What happens when court-martialed?
What happens when you are court-martialed? Those service-members who are court-martialed can face a variety of outcomes. These include being acquitted of whatever UCMJ violations they are accused of, or being convicted of some, or all, of the charges. For those wondering about what happens when you are court-martialed, they should know each charge can carry its own specific punishment and characterization of discharge. The charge the military brings to Courts-martial most is UCMJ Article 120a, 120b. or 120c. A common penalty for UCMJ Article 120 is a Dishonorable Discharge and jail time for convicted offenders. A Dishonorable Discharge will make a veteran ineligible for VA benefits. A felony conviction will make it hard for veterans to get a job. Those wondering what happens when you are court-martialed should know that perhaps, the most severe aspect of an Article 120 conviction is the requirement to register as a sex offender. This designation can follow a service member for a lifetime and limit their ability to hold a high-paying job and control where they live. The military considers sexual assault and its associated acts to be very severe violations and reserves its court system for these cases. Despite the seriousness of the situation, convicted service-members do have recourse by appealing a court-martial conviction. Fortunately, some court-martial appeals are often automatic, service-members rightly want to know how often these court-martial appeals are successful, and what they should look for in a court-martial appeal attorney.

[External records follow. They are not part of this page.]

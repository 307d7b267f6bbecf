//! Click behavior of a bound modal, driven through the in-memory DOM

use budget_modal::dom::memory::{MemoryDom, NodeId};
use budget_modal::{
  bind, Dom, ElementRole, MissingElementPolicy, ModalConfig, ModalError, Visibility,
};

struct Page {
  dom: MemoryDom,
  open_btn: NodeId,
  close_btn: NodeId,
  modal: NodeId,
  content: NodeId,
}

/// Page with the default ids; the modal starts hidden
fn budget_page() -> Page {
  let dom = MemoryDom::new();
  let body = dom.create_element(None, None);
  let open_btn = dom.create_element(Some("openModalBtn"), Some(body));
  let modal = dom.create_element(Some("myModal"), Some(body));
  let content = dom.create_element(None, Some(modal));
  let close_btn = dom.create_element(Some("closeModalBtn"), Some(content));
  dom.add_class(&modal, "hidden");
  Page {
    dom,
    open_btn,
    close_btn,
    modal,
    content,
  }
}

fn visibility(page: &Page) -> Visibility {
  Visibility::from_class_present(page.dom.has_class(&page.modal, "hidden"))
}

// =============================================================================
// Open / Close
// =============================================================================

#[test]
fn test_open_trigger_shows_modal() {
  let page = budget_page();
  let _binding = bind(page.dom.clone(), &ModalConfig::default()).unwrap();

  assert_eq!(visibility(&page), Visibility::Hidden);
  page.dom.click(page.open_btn);
  assert_eq!(visibility(&page), Visibility::Visible);
}

#[test]
fn test_close_trigger_hides_modal() {
  let page = budget_page();
  let _binding = bind(page.dom.clone(), &ModalConfig::default()).unwrap();

  page.dom.click(page.open_btn);
  page.dom.click(page.close_btn);
  assert_eq!(visibility(&page), Visibility::Hidden);
}

#[test]
fn test_open_twice_stays_visible() {
  let page = budget_page();
  let _binding = bind(page.dom.clone(), &ModalConfig::default()).unwrap();

  page.dom.click(page.open_btn);
  page.dom.click(page.open_btn);
  assert_eq!(visibility(&page), Visibility::Visible);
  assert!(page.dom.classes(page.modal).is_empty());
}

#[test]
fn test_close_twice_stays_hidden() {
  let page = budget_page();
  let _binding = bind(page.dom.clone(), &ModalConfig::default()).unwrap();

  page.dom.click(page.open_btn);
  page.dom.click(page.close_btn);
  page.dom.click(page.close_btn);
  assert_eq!(visibility(&page), Visibility::Hidden);
  assert_eq!(page.dom.classes(page.modal), vec!["hidden".to_string()]);
}

// =============================================================================
// Outside Click
// =============================================================================

#[test]
fn test_backdrop_click_hides_modal() {
  let page = budget_page();
  let _binding = bind(page.dom.clone(), &ModalConfig::default()).unwrap();

  page.dom.click(page.open_btn);
  page.dom.click(page.modal);
  assert_eq!(visibility(&page), Visibility::Hidden);
}

#[test]
fn test_content_click_keeps_modal_visible() {
  let page = budget_page();
  let _binding = bind(page.dom.clone(), &ModalConfig::default()).unwrap();

  page.dom.click(page.open_btn);
  page.dom.click(page.content);
  assert_eq!(visibility(&page), Visibility::Visible);
}

#[test]
fn test_content_stopping_propagation_keeps_modal_visible() {
  let page = budget_page();
  page.dom.set_stop_propagation(page.content, true);
  let _binding = bind(page.dom.clone(), &ModalConfig::default()).unwrap();

  page.dom.click(page.open_btn);
  page.dom.click(page.content);
  assert_eq!(visibility(&page), Visibility::Visible);
}

#[test]
fn test_click_without_element_target_is_ignored() {
  let page = budget_page();
  let _binding = bind(page.dom.clone(), &ModalConfig::default()).unwrap();

  page.dom.click(page.open_btn);
  page.dom.click_window();
  assert_eq!(visibility(&page), Visibility::Visible);
}

#[test]
fn test_backdrop_dismiss_disabled() {
  let page = budget_page();
  let config = ModalConfig {
    dismiss_on_backdrop: false,
    ..ModalConfig::default()
  };
  let binding = bind(page.dom.clone(), &config).unwrap();
  assert_eq!(binding.listener_count(), 2);

  page.dom.click(page.open_btn);
  page.dom.click(page.modal);
  assert_eq!(visibility(&page), Visibility::Visible);
}

// =============================================================================
// Missing Elements
// =============================================================================

#[test]
fn test_missing_modal_is_silent_noop() {
  let dom = MemoryDom::new();
  let open_btn = dom.create_element(Some("openModalBtn"), None);

  let binding = bind(dom.clone(), &ModalConfig::default()).unwrap();
  assert!(!binding.is_bound());
  assert_eq!(binding.listener_count(), 0);
  assert_eq!(dom.listener_count(), 0);

  dom.click(open_btn);
  assert!(dom.classes(open_btn).is_empty());
}

#[test]
fn test_missing_close_trigger_skipped() {
  let dom = MemoryDom::new();
  let open_btn = dom.create_element(Some("openModalBtn"), None);
  let modal = dom.create_element(Some("myModal"), None);
  dom.add_class(&modal, "hidden");

  let binding = bind(dom.clone(), &ModalConfig::default()).unwrap();
  assert!(binding.is_bound());
  assert_eq!(binding.listener_count(), 2);

  dom.click(open_btn);
  assert!(!dom.has_class(&modal, "hidden"));
}

#[test]
fn test_missing_element_errors_when_strict() {
  let dom = MemoryDom::new();
  dom.create_element(Some("openModalBtn"), None);
  dom.create_element(Some("myModal"), None);
  let config = ModalConfig {
    missing_elements: MissingElementPolicy::Error,
    ..ModalConfig::default()
  };

  match bind(dom.clone(), &config) {
    Err(ModalError::MissingElement { role, id }) => {
      assert_eq!(role, ElementRole::CloseTrigger);
      assert_eq!(id, "closeModalBtn");
    }
    Err(e) => panic!("unexpected error: {}", e),
    Ok(_) => panic!("bind should fail"),
  }
  assert_eq!(dom.listener_count(), 0);
}

#[test]
fn test_strict_binds_when_all_present() {
  let page = budget_page();
  let config = ModalConfig {
    missing_elements: MissingElementPolicy::Error,
    ..ModalConfig::default()
  };
  let binding = bind(page.dom.clone(), &config).unwrap();
  assert_eq!(binding.listener_count(), 3);
}

// =============================================================================
// Binding Lifetime
// =============================================================================

#[test]
fn test_detach_unregisters_handlers() {
  let page = budget_page();
  let binding = bind(page.dom.clone(), &ModalConfig::default()).unwrap();
  assert_eq!(page.dom.listener_count(), 3);

  binding.detach();
  assert_eq!(page.dom.listener_count(), 0);

  page.dom.click(page.open_btn);
  assert_eq!(visibility(&page), Visibility::Hidden);
}

#[test]
fn test_persist_keeps_handlers() {
  let page = budget_page();
  let controller = bind(page.dom.clone(), &ModalConfig::default())
    .unwrap()
    .persist()
    .unwrap();
  assert_eq!(page.dom.listener_count(), 3);

  page.dom.click(page.open_btn);
  assert!(controller.is_visible());
  assert_eq!(controller.modal(), &page.modal);
}

#[test]
fn test_custom_ids_and_class() {
  let dom = MemoryDom::new();
  let open_btn = dom.create_element(Some("add-transaction"), None);
  let modal = dom.create_element(Some("transaction-modal"), None);
  let close_btn = dom.create_element(Some("cancel-transaction"), Some(modal));
  dom.add_class(&modal, "is-hidden");

  let config = ModalConfig::from_yaml_str(
    r#"
elements:
  open_trigger: add-transaction
  close_trigger: cancel-transaction
  modal: transaction-modal
hidden_class: is-hidden
"#,
  )
  .unwrap();
  let _binding = bind(dom.clone(), &config).unwrap();

  dom.click(open_btn);
  assert!(!dom.has_class(&modal, "is-hidden"));
  dom.click(close_btn);
  assert!(dom.has_class(&modal, "is-hidden"));
}
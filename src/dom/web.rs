//! Browser DOM through web-sys

use super::{ClickHandler, ClickTarget, Dom};
use crate::config::ModalConfig;
use crate::error::ModalError;
use wasm_bindgen::prelude::*;
use wasm_bindgen::JsCast;
use web_sys::{Document, Element, Event, EventTarget, Window};

/// The page's window and document
#[derive(Clone)]
pub struct WebDom {
  window: Window,
  document: Document,
}

/// Click listener attached to a browser event target
pub struct WebListener {
  target: EventTarget,
  closure: Closure<dyn Fn(Event)>,
}

impl Drop for WebListener {
  fn drop(&mut self) {
    let _ = self
      .target
      .remove_event_listener_with_callback("click", self.closure.as_ref().unchecked_ref());
  }
}

impl WebDom {
  pub fn new(window: Window, document: Document) -> Self {
    Self { window, document }
  }

  /// Uses the global `window` and its document
  pub fn current() -> Result<Self, ModalError> {
    let window = web_sys::window().ok_or(ModalError::NoWindow)?;
    let document = window.document().ok_or(ModalError::NoDocument)?;
    Ok(Self::new(window, document))
  }

  pub fn document(&self) -> &Document {
    &self.document
  }

  /// Reads a JSON config from the text of `<script type="application/json" id=...>`.
  /// Returns `None` when the page has no such element.
  pub fn json_config(&self, script_id: &str) -> Result<Option<ModalConfig>, ModalError> {
    let Some(script) = self.document.get_element_by_id(script_id) else {
      return Ok(None);
    };
    let text = script.text_content().unwrap_or_default();
    Ok(Some(ModalConfig::from_json_str(&text)?))
  }

  /// Runs `f` once the document has been parsed
  pub fn when_ready(&self, f: impl FnOnce() + 'static) -> Result<(), ModalError> {
    if self.document.ready_state() != "loading" {
      f();
      return Ok(());
    }
    let callback = Closure::once_into_js(f);
    self
      .document
      .add_event_listener_with_callback("DOMContentLoaded", callback.unchecked_ref())
      .map_err(|e| ModalError::Listener(format!("{:?}", e)))
  }
}

impl Dom for WebDom {
  type Element = Element;
  type Listener = WebListener;

  fn element_by_id(&self, id: &str) -> Option<Element> {
    self.document.get_element_by_id(id)
  }

  fn has_class(&self, element: &Element, class: &str) -> bool {
    element.class_list().contains(class)
  }

  fn add_class(&self, element: &Element, class: &str) {
    if let Err(e) = element.class_list().add_1(class) {
      tracing::warn!("failed to add class {}: {:?}", class, e);
    }
  }

  fn remove_class(&self, element: &Element, class: &str) {
    if let Err(e) = element.class_list().remove_1(class) {
      tracing::warn!("failed to remove class {}: {:?}", class, e);
    }
  }

  fn on_click(
    &self,
    target: ClickTarget<'_, Element>,
    handler: ClickHandler<Element>,
  ) -> Result<WebListener, ModalError> {
    let target: EventTarget = match target {
      ClickTarget::Element(element) => element.clone().into(),
      ClickTarget::Window => self.window.clone().into(),
    };

    let closure = Closure::wrap(Box::new(move |event: Event| {
      let clicked = event.target().and_then(|t| t.dyn_into::<Element>().ok());
      handler(clicked.as_ref());
    }) as Box<dyn Fn(Event)>);

    target
      .add_event_listener_with_callback("click", closure.as_ref().unchecked_ref())
      .map_err(|e| ModalError::Listener(format!("{:?}", e)))?;

    Ok(WebListener { target, closure })
  }
}
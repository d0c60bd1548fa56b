//! Coordinate types shared by the runtime, the scene and the renderers.
//!
//! Three spaces show up in this crate:
//! - surface pixels (logical, origin top-left, +Y down) for pointer offsets
//! - normalized device units for plane geometry (`[-1, 1]`, +Y up)
//! - plane UV (`[0, 1]`, origin bottom-left, +Y up)

mod vec2;
mod viewport;

pub use vec2::Vec2;
pub use viewport::Viewport;
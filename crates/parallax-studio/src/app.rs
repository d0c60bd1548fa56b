use anyhow::Context;

use parallax_engine::assets::FileImageLoader;
use parallax_engine::coords::Viewport;
use parallax_engine::core::{App, AppControl, FrameCtx, StartCtx};
use parallax_engine::input::{InputEvent, Key, KeyState, PointerMoveEvent};
use parallax_engine::render::PlaneRenderer;
use parallax_engine::scene::{self, Scene, SceneConfig};
use parallax_engine::time::FrameRate;

const CLEAR: wgpu::Color = wgpu::Color { r: 0.02, g: 0.02, b: 0.025, a: 1.0 };

/// Seconds between frame rate log lines.
const RATE_WINDOW: f64 = 5.0;

/// The viewer: one scene, drawn every frame.
///
/// `Escape` quits, `Space` freezes the grid at its current position.
pub struct ParallaxApp {
    config: SceneConfig,
    scene: Option<Scene>,
    renderer: PlaneRenderer,
    frozen: bool,
    rate: FrameRate,
}

impl ParallaxApp {
    pub fn new(config: SceneConfig) -> Self {
        Self {
            config,
            scene: None,
            renderer: PlaneRenderer::new(),
            frozen: false,
            rate: FrameRate::new(RATE_WINDOW),
        }
    }
}

impl App for ParallaxApp {
    fn on_start(&mut self, ctx: &mut StartCtx<'_>) -> anyhow::Result<()> {
        let scene = scene::init(ctx, FileImageLoader::new(), &self.config)
            .context("failed to set up scene")?;

        let (w, h) = scene.uniforms().base_texture().size();
        ctx.window.set_title(&format!("parallax ({w}x{h}, {})", scene.variant()));

        self.scene = Some(scene);
        Ok(())
    }

    fn on_input(&mut self, event: &InputEvent) -> AppControl {
        match event {
            InputEvent::PointerMoved(PointerMoveEvent { x, y }) if !self.frozen => {
                if let Some(scene) = self.scene.as_ref() {
                    scene.push_pointer(*x, *y);
                }
            }

            InputEvent::Key { key: Key::Escape, state: KeyState::Pressed, .. } => {
                return AppControl::Exit;
            }

            InputEvent::Key { key: Key::Space, state: KeyState::Pressed, repeat: false } => {
                self.frozen = !self.frozen;
                log::info!("grid {}", if self.frozen { "frozen" } else { "tracking" });
            }

            _ => {}
        }
        AppControl::Continue
    }

    fn on_resize(&mut self, surface: Viewport) {
        let Some(scene) = self.scene.as_mut() else { return };
        if let Err(e) = scene.resize(surface) {
            log::debug!("keeping previous plane: {e}");
        }
    }

    fn on_frame(&mut self, ctx: &mut FrameCtx<'_, '_>) -> AppControl {
        let Some(scene) = self.scene.as_mut() else {
            ctx.runtime.stop_render_loop();
            return AppControl::Continue;
        };

        scene.begin_frame(ctx.time);
        if let Some(r) = self.rate.record(ctx.time) {
            log::debug!("{:.1} fps, {:.2} ms/frame", r.fps, r.mean_dt_ms);
        }

        let renderer = &mut self.renderer;
        ctx.render(CLEAR, |rctx, target| renderer.render(rctx, target, scene))
    }
}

Other UCMJ violations are generally dispatched through adverse administrative action like Non-Judicial Punishment like Article 15 or Captain’s Mast and, for higher ranking service-members, Letters of Reprimand, Letters of Instruction, General Officer Memorandums of Reprimands, or GOMORS. Many adverse actions like these lead to involuntary separation boards.
Can you appeal a court-martial conviction?
Now that you know what happens when you are court-martialed, what happens next? A Court-Martial conviction can be appealed and for most, court-martial appeals are automatic. Each service has its own Court of Criminal Appeal. If an appeal at a service court fails, under certain circumstances there may be an opportunity to appeal to the Court of the Armed Forces or CAAF. CAAF only reviews about 10% of court-martial convictions per year.
How long does a court-martial appeal take?
Court-Martial appeals can take up to two-years to complete. After a conviction, it typically takes six-months for the convening authority responsible for the court-martial to produce the record of trial. The convening authority sends the Record of Trial to the convicted service-member and his detailed counsel. The detailed counselor, or retained civilian attorney, then has five months to submit an appeal brief to the service court. The service appeals court can take weeks to months to act upon the submitted brief. An additional appeal to CAAF can take several more months.
How often are court-martial appeals successful?
It’s difficult to say exactly how often are court martial appeals successful. UCMJ Article 62 is the article by which the Military Courts of Criminal Appeals exercise their jurisdiction to consider appeals. Article 62 doesn’t allow the appeals court to re-litigate the case. The appeals court merely looks to see if there were any legal errors that occurred during the case that might justify providing relief for or dismissing findings against the convicted service member. Sure, convicted service-members rightly want to know how often are court appeals successful. It’s important to understand that the court room is a knife fight with rules. In the fog of battle, people make mistakes and break the rules, either intentionally or unintentionally. Those mistakes may allow for relief or the possibility of overturning a conviction. This is an additional opportunity to seek justice.
What should I look for in a court-martial appeal attorney?
A court-martial appeal is a specific action that requires training and experience. A service member or loved one looking for an attorney to represent the convicted in a court-martial appeal should look for an appellate attorney experienced in arguing in front the service courts of appeals and one with a record of wins before the court.